His successor Pope Boniface VI took charge of the Church and things hummed along nicely for 15 days, until he dropped dead too. Then things got a little dicey for Formosus. Because the next pontiff, Stephen VI, had some unresolved beef with the dead Formosus (you can read more about the related papal politics here), so he did what any reasonable spiritual leader would do: he had Formosus exhumed and made his corpse stand trial.
This exercise of justice, since known as the Cadaver Synod, was a showy affair. The papal corpse was decked out in his fanciest ruby clothes, set atop a throne and made to endure a grilling. But wait, how’s the dead man going to answer questions? No problem. Pope Stephen had that covered. A deacon was tasked with speaking on Formosus’ behalf. Here’s a 19th century painting by Jean-Paul Laurens depicting this amazing scene of Catholic justice.
Unsurprisingly, perhaps, Pope Formosus was found guilty at this trial. His papal orders, decrees, etc. were all voided, his fancy clothes were stripped from his corpse, and his body was pitched into a stranger’s grave. Burial number two.
The quiet peace of a grave, however, was presumably too dignified for the disgraced pope. So he was dug up, and tossed into the Tiber River instead. Water burial makes three.

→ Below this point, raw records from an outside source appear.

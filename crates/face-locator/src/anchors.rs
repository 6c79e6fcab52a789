// BlazeFace short-range anchor generation and box decoding
//
// The short-range model runs at 128x128 and emits 896 anchor predictions:
// a 16x16 grid with 2 anchors per cell plus an 8x8 grid with 6 per cell.
// Regressors are 16 floats per anchor (box deltas + 6 keypoints); only the
// first 4 (dx, dy, w, h) are used here.

/// BlazeFace model input resolution
pub const INPUT_SIZE: u32 = 128;

/// Total anchors emitted by the short-range model
pub const NUM_ANCHORS: usize = 896;

/// Anchor center in normalized [0, 1] coordinates
#[derive(Debug, Clone, Copy)]
pub struct Anchor {
    pub x: f32,
    pub y: f32,
}

/// Generate the 896 short-range anchors
///
/// Strides 8 and 16 over the 128px input give 16x16 and 8x8 grids with 2
/// and 6 anchors per cell respectively.
#[must_use]
pub fn generate_anchors() -> Vec<Anchor> {
    let strides = [(8u32, 2usize), (16u32, 6usize)];
    let mut anchors = Vec::with_capacity(NUM_ANCHORS);

    for &(stride, per_cell) in &strides {
        let grid = (INPUT_SIZE / stride) as usize;
        for y in 0..grid {
            for x in 0..grid {
                let cx = (x as f32 + 0.5) / grid as f32;
                let cy = (y as f32 + 0.5) / grid as f32;
                for _ in 0..per_cell {
                    anchors.push(Anchor { x: cx, y: cy });
                }
            }
        }
    }

    debug_assert_eq!(anchors.len(), NUM_ANCHORS);
    anchors
}

/// Decode one anchor's regressor into a normalized [x1, y1, x2, y2] box
///
/// Regressor values are pixel offsets in model input space, hence the
/// division by the input size.
#[must_use]
pub fn decode_box(anchor: &Anchor, regressor: &[f32]) -> [f32; 4] {
    let cx = anchor.x + regressor[0] / INPUT_SIZE as f32;
    let cy = anchor.y + regressor[1] / INPUT_SIZE as f32;
    let w = regressor[2] / INPUT_SIZE as f32;
    let h = regressor[3] / INPUT_SIZE as f32;

    [cx - w / 2.0, cy - h / 2.0, cx + w / 2.0, cy + h / 2.0]
}

#[inline]
#[must_use]
pub fn sigmoid(x: f32) -> f32 {
    1.0 / (1.0 + (-x).exp())
}

/// Candidate detection in normalized coordinates, pre-NMS
#[derive(Debug, Clone, Copy)]
pub struct RawDetection {
    pub x1: f32,
    pub y1: f32,
    pub x2: f32,
    pub y2: f32,
    pub score: f32,
}

impl RawDetection {
    fn area(&self) -> f32 {
        (self.x2 - self.x1).max(0.0) * (self.y2 - self.y1).max(0.0)
    }

    fn iou(&self, other: &RawDetection) -> f32 {
        let x1 = self.x1.max(other.x1);
        let y1 = self.y1.max(other.y1);
        let x2 = self.x2.min(other.x2);
        let y2 = self.y2.min(other.y2);

        if x2 < x1 || y2 < y1 {
            return 0.0;
        }

        let intersection = (x2 - x1) * (y2 - y1);
        let union = self.area() + other.area() - intersection;
        if union <= 0.0 {
            return 0.0;
        }

        intersection / union
    }
}

/// Greedy non-maximum suppression; raw anchor decode produces duplicates
#[must_use]
pub fn non_maximum_suppression(
    mut detections: Vec<RawDetection>,
    iou_threshold: f32,
) -> Vec<RawDetection> {
    detections.sort_by(|a, b| {
        b.score
            .partial_cmp(&a.score)
            .unwrap_or(std::cmp::Ordering::Equal)
    });

    let mut keep = Vec::with_capacity(detections.len() / 3 + 1);
    let mut suppressed = vec![false; detections.len()];

    for i in 0..detections.len() {
        if suppressed[i] {
            continue;
        }
        keep.push(detections[i]);

        for j in (i + 1)..detections.len() {
            if !suppressed[j] && detections[i].iou(&detections[j]) > iou_threshold {
                suppressed[j] = true;
            }
        }
    }

    keep
}
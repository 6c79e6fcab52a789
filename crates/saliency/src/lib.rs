//! Gradient-weighted saliency explanation
//!
//! Produces a heatmap of the image regions that most influenced a generic
//! pretrained CNN (the explainer, not the deepfake classifier). The
//! explainer graph is exported with two outputs, the final convolutional
//! feature map and the logits, and its linear head weights ship alongside
//! as safetensors. Because the head sits behind global average pooling, the
//! gradient of the mean logit with respect to the feature map is constant
//! per channel (mean over classes of the head column, divided by the
//! spatial extent), which yields the channel weights a gradient-weighted
//! class activation map needs without a backward pass.
//!
//! Each explanation call builds its own activation capture; nothing is
//! shared across calls, so concurrent explanations cannot interfere.

use deepfake_common::onnx;
use image::{Rgb, RgbImage};
use ndarray::{Array2, Array4};
use ort::{session::Session, value::TensorRef};
use safetensors::tensor::Dtype;
use safetensors::SafeTensors;
use serde::{Deserialize, Serialize};
use std::path::Path;
use std::sync::Mutex;
use thiserror::Error;
use tracing::info;

/// Configuration for saliency explanation
#[derive(Debug, Clone, Copy, Serialize, Deserialize)]
pub struct SaliencyConfig {
    /// Explainer input resolution (square)
    pub input_size: u32,
    /// Alpha applied to the original face crop in the blended output
    pub blend_original: f32,
    /// Alpha applied to the colorized heatmap
    pub blend_heatmap: f32,
}

impl Default for SaliencyConfig {
    fn default() -> Self {
        Self {
            input_size: 224,
            blend_original: 0.6,
            blend_heatmap: 0.4,
        }
    }
}

/// Errors that can occur during explanation
#[derive(Debug, Error)]
pub enum SaliencyError {
    #[error("Failed to load explainer model: {0}")]
    ModelLoad(String),

    #[error("Explainer inference failed: {0}")]
    Inference(String),

    #[error("Bad explainer weight file: {0}")]
    WeightFormat(String),

    #[error("Unexpected explainer outputs: {0}")]
    OutputShape(String),
}

impl From<onnx::OnnxError> for SaliencyError {
    fn from(err: onnx::OnnxError) -> Self {
        SaliencyError::ModelLoad(err.to_string())
    }
}

/// One explanation: the blended heatmap plus the face crop it overlays
#[derive(Debug, Clone)]
pub struct Explanation {
    pub heatmap: RgbImage,
    pub face: RgbImage,
}

/// Activations captured from a single explainer pass
///
/// Scoped to one explanation call and dropped with it; replaces the global
/// forward/backward hook lists a framework-level implementation would use.
struct ActivationCapture {
    /// Final convolutional feature map, (1, C, h, w)
    features: Array4<f32>,
}

/// Saliency explainer over a two-output ONNX CNN
pub struct SaliencyExplainer {
    session: Mutex<Session>,
    /// Linear head weight matrix, (num_classes, C)
    head_weight: Array2<f32>,
    config: SaliencyConfig,
}

impl SaliencyExplainer {
    /// Load the explainer graph and its head weight matrix
    ///
    /// # Errors
    /// Returns `SaliencyError` if either file is missing or malformed.
    pub fn new<P: AsRef<Path>>(
        model_path: P,
        head_path: P,
        config: SaliencyConfig,
    ) -> Result<Self, SaliencyError> {
        let model_path = model_path.as_ref();
        info!("Loading saliency explainer from {:?}", model_path);

        let session = onnx::create_session(model_path)?;
        let head_weight = load_head_weight(head_path.as_ref())?;

        Ok(Self {
            session: Mutex::new(session),
            head_weight,
            config,
        })
    }

    /// Explain one face crop
    ///
    /// Returns the heatmap alpha-blended over the crop plus an untouched
    /// copy of the crop; the caller persists both.
    ///
    /// # Errors
    /// Returns `SaliencyError::Inference` on model failure.
    pub fn explain(&self, face: &RgbImage) -> Result<Explanation, SaliencyError> {
        let capture = self.forward(face)?;
        let cam = compute_cam(&capture.features, &self.head_weight)?;

        let (face_w, face_h) = face.dimensions();
        let heat_gray = cam_to_gray(&cam);
        let heat_resized = image::imageops::resize(
            &heat_gray,
            face_w,
            face_h,
            image::imageops::FilterType::Triangle,
        );

        let colorized = colorize_jet(&heat_resized);
        let heatmap = blend(
            face,
            &colorized,
            self.config.blend_original,
            self.config.blend_heatmap,
        );

        Ok(Explanation {
            heatmap,
            face: face.clone(),
        })
    }

    fn forward(&self, face: &RgbImage) -> Result<ActivationCapture, SaliencyError> {
        let size = self.config.input_size;
        let resized =
            image::imageops::resize(face, size, size, image::imageops::FilterType::Triangle);

        // Explainer contract: [0, 1] scaling, no ImageNet normalization
        let s = size as usize;
        let mut input = Array4::<f32>::zeros((1, 3, s, s));
        for y in 0..s {
            for x in 0..s {
                let pixel = resized.get_pixel(x as u32, y as u32);
                for c in 0..3 {
                    input[[0, c, y, x]] = f32::from(pixel[c]) / 255.0;
                }
            }
        }

        let mut session = self
            .session
            .lock()
            .map_err(|_| SaliencyError::Inference("explainer session poisoned".into()))?;

        let input_tensor = TensorRef::from_array_view(input.view())
            .map_err(|e| SaliencyError::Inference(e.to_string()))?;
        let outputs = session
            .run(ort::inputs![input_tensor])
            .map_err(|e| SaliencyError::Inference(e.to_string()))?;

        // Locate the rank-4 feature map among the outputs (logits are rank 2
        // and unused: the mean-logit gradient depends only on the head).
        for (_name, value) in outputs.iter() {
            let Ok((shape, data)) = value.try_extract_tensor::<f32>() else {
                continue;
            };
            if shape.len() == 4 {
                let dims = (
                    shape[0] as usize,
                    shape[1] as usize,
                    shape[2] as usize,
                    shape[3] as usize,
                );
                let features = Array4::from_shape_vec(dims, data.to_vec())
                    .map_err(|e| SaliencyError::OutputShape(e.to_string()))?;
                return Ok(ActivationCapture { features });
            }
        }

        Err(SaliencyError::OutputShape(
            "no rank-4 feature map output found".into(),
        ))
    }
}

/// Channel-weighted class activation map, normalized to [0, 1]
///
/// With global average pooling between the (1, C, h, w) feature map and the
/// (K, C) linear head, the gradient of the mean of the K logits with
/// respect to activation A_c(x, y) is mean_k(W[k, c]) / (h * w) at every
/// position, so the gradient-weighted channel sum reduces to this closed
/// form. Negative contributions are clipped before normalization.
fn compute_cam(features: &Array4<f32>, head_weight: &Array2<f32>) -> Result<Array2<f32>, SaliencyError> {
    let channels = features.shape()[1];
    let height = features.shape()[2];
    let width = features.shape()[3];

    if head_weight.shape()[1] != channels {
        return Err(SaliencyError::WeightFormat(format!(
            "head expects {} channels, feature map has {channels}",
            head_weight.shape()[1]
        )));
    }

    let num_classes = head_weight.shape()[0] as f32;
    let spatial = (height * width) as f32;

    let mut cam = Array2::<f32>::zeros((height, width));
    for c in 0..channels {
        let alpha = head_weight.column(c).sum() / num_classes / spatial;
        for y in 0..height {
            for x in 0..width {
                cam[[y, x]] += alpha * features[[0, c, y, x]];
            }
        }
    }

    cam.mapv_inplace(|v| v.max(0.0));
    let max = cam.iter().copied().fold(0.0_f32, f32::max);
    cam.mapv_inplace(|v| v / (max + 1e-8));

    Ok(cam)
}

fn cam_to_gray(cam: &Array2<f32>) -> image::GrayImage {
    let (height, width) = (cam.shape()[0] as u32, cam.shape()[1] as u32);
    image::GrayImage::from_fn(width, height, |x, y| {
        image::Luma([(cam[[y as usize, x as usize]].clamp(0.0, 1.0) * 255.0) as u8])
    })
}

/// JET colormap: blue for cold, red for hot
#[must_use]
pub fn jet_color(value: f32) -> Rgb<u8> {
    let v = value.clamp(0.0, 1.0);
    let r = (1.5 - (4.0 * v - 3.0).abs()).clamp(0.0, 1.0);
    let g = (1.5 - (4.0 * v - 2.0).abs()).clamp(0.0, 1.0);
    let b = (1.5 - (4.0 * v - 1.0).abs()).clamp(0.0, 1.0);
    Rgb([(r * 255.0) as u8, (g * 255.0) as u8, (b * 255.0) as u8])
}

fn colorize_jet(gray: &image::GrayImage) -> RgbImage {
    RgbImage::from_fn(gray.width(), gray.height(), |x, y| {
        jet_color(f32::from(gray.get_pixel(x, y)[0]) / 255.0)
    })
}

/// Per-pixel alpha blend of two same-sized images
fn blend(base: &RgbImage, overlay: &RgbImage, base_alpha: f32, overlay_alpha: f32) -> RgbImage {
    RgbImage::from_fn(base.width(), base.height(), |x, y| {
        let b = base.get_pixel(x, y);
        let o = overlay.get_pixel(x, y);
        Rgb([
            (f32::from(b[0]) * base_alpha + f32::from(o[0]) * overlay_alpha).min(255.0) as u8,
            (f32::from(b[1]) * base_alpha + f32::from(o[1]) * overlay_alpha).min(255.0) as u8,
            (f32::from(b[2]) * base_alpha + f32::from(o[2]) * overlay_alpha).min(255.0) as u8,
        ])
    })
}

/// Load the explainer's (K, C) linear head weight matrix
fn load_head_weight(path: &Path) -> Result<Array2<f32>, SaliencyError> {
    let buffer = std::fs::read(path)
        .map_err(|e| SaliencyError::WeightFormat(format!("cannot read {}: {e}", path.display())))?;
    let tensors = SafeTensors::deserialize(&buffer)
        .map_err(|e| SaliencyError::WeightFormat(e.to_string()))?;

    let view = tensors
        .tensor("classifier.weight")
        .map_err(|e| SaliencyError::WeightFormat(format!("missing classifier.weight: {e}")))?;

    if view.dtype() != Dtype::F32 {
        return Err(SaliencyError::WeightFormat(format!(
            "classifier.weight must be f32, got {:?}",
            view.dtype()
        )));
    }
    if view.shape().len() != 2 {
        return Err(SaliencyError::WeightFormat(format!(
            "classifier.weight must be rank 2, got shape {:?}",
            view.shape()
        )));
    }

    let shape = (view.shape()[0], view.shape()[1]);
    let data: Vec<f32> = bytemuck::pod_collect_to_vec(view.data());
    Array2::from_shape_vec(shape, data).map_err(|e| SaliencyError::WeightFormat(e.to_string()))
}

#[cfg(test)]
mod tests {
    use super::*;

    #[test]
    fn test_cam_follows_positively_weighted_channel() {
        // Channel 0 weighted +1, channel 1 weighted -1 (clipped away)
        let mut features = Array4::<f32>::zeros((1, 2, 2, 2));
        features[[0, 0, 0, 0]] = 4.0;
        features[[0, 0, 1, 1]] = 2.0;
        features[[0, 1, 0, 1]] = 10.0;

        let head = Array2::from_shape_vec((1, 2), vec![1.0, -1.0]).unwrap();
        let cam = compute_cam(&features, &head).unwrap();

        assert!((cam[[0, 0]] - 1.0).abs() < 1e-4);
        assert!((cam[[1, 1]] - 0.5).abs() < 1e-4);
        // Negative-channel hotspot clips to zero
        assert_eq!(cam[[0, 1]], 0.0);
    }

    #[test]
    fn test_cam_normalized_to_unit_range() {
        let features = Array4::from_elem((1, 3, 4, 4), 2.5);
        let head = Array2::from_elem((5, 3), 0.2);
        let cam = compute_cam(&features, &head).unwrap();

        for &v in cam.iter() {
            assert!((0.0..=1.0).contains(&v));
        }
    }

    #[test]
    fn test_cam_rejects_channel_mismatch() {
        let features = Array4::<f32>::zeros((1, 4, 2, 2));
        let head = Array2::<f32>::zeros((2, 8));
        assert!(matches!(
            compute_cam(&features, &head),
            Err(SaliencyError::WeightFormat(_))
        ));
    }

    #[test]
    fn test_jet_endpoints() {
        let cold = jet_color(0.0);
        assert!(cold[2] > cold[0] && cold[2] > cold[1]);

        let hot = jet_color(1.0);
        assert!(hot[0] > hot[1] && hot[0] > hot[2]);

        let mid = jet_color(0.5);
        assert_eq!(mid[1], 255);
    }

    #[test]
    fn test_blend_weights() {
        let base = RgbImage::from_pixel(2, 2, Rgb([100, 100, 100]));
        let overlay = RgbImage::from_pixel(2, 2, Rgb([200, 0, 100]));

        let blended = blend(&base, &overlay, 0.6, 0.4);
        let px = blended.get_pixel(0, 0);
        assert_eq!(px[0], 140);
        assert_eq!(px[1], 60);
        assert_eq!(px[2], 100);
    }

    #[test]
    fn test_config_defaults() {
        let config = SaliencyConfig::default();
        assert_eq!(config.input_size, 224);
        assert!((config.blend_original - 0.6).abs() < 1e-6);
        assert!((config.blend_heatmap - 0.4).abs() < 1e-6);
    }
}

But the Tiber wouldn’t hold Pope Formosus for long. A monk rescued his body, and then I guess just stashed it away somewhere, because after Pope Stephen VI was murdered the following year and Formosus’ reputation was rehabilitated, the wandering corpse got the all-clear to be reinterred at St. Peter’s.
Four burials, only to wind up right back where you started. There’s just no real progress in the Afterlife.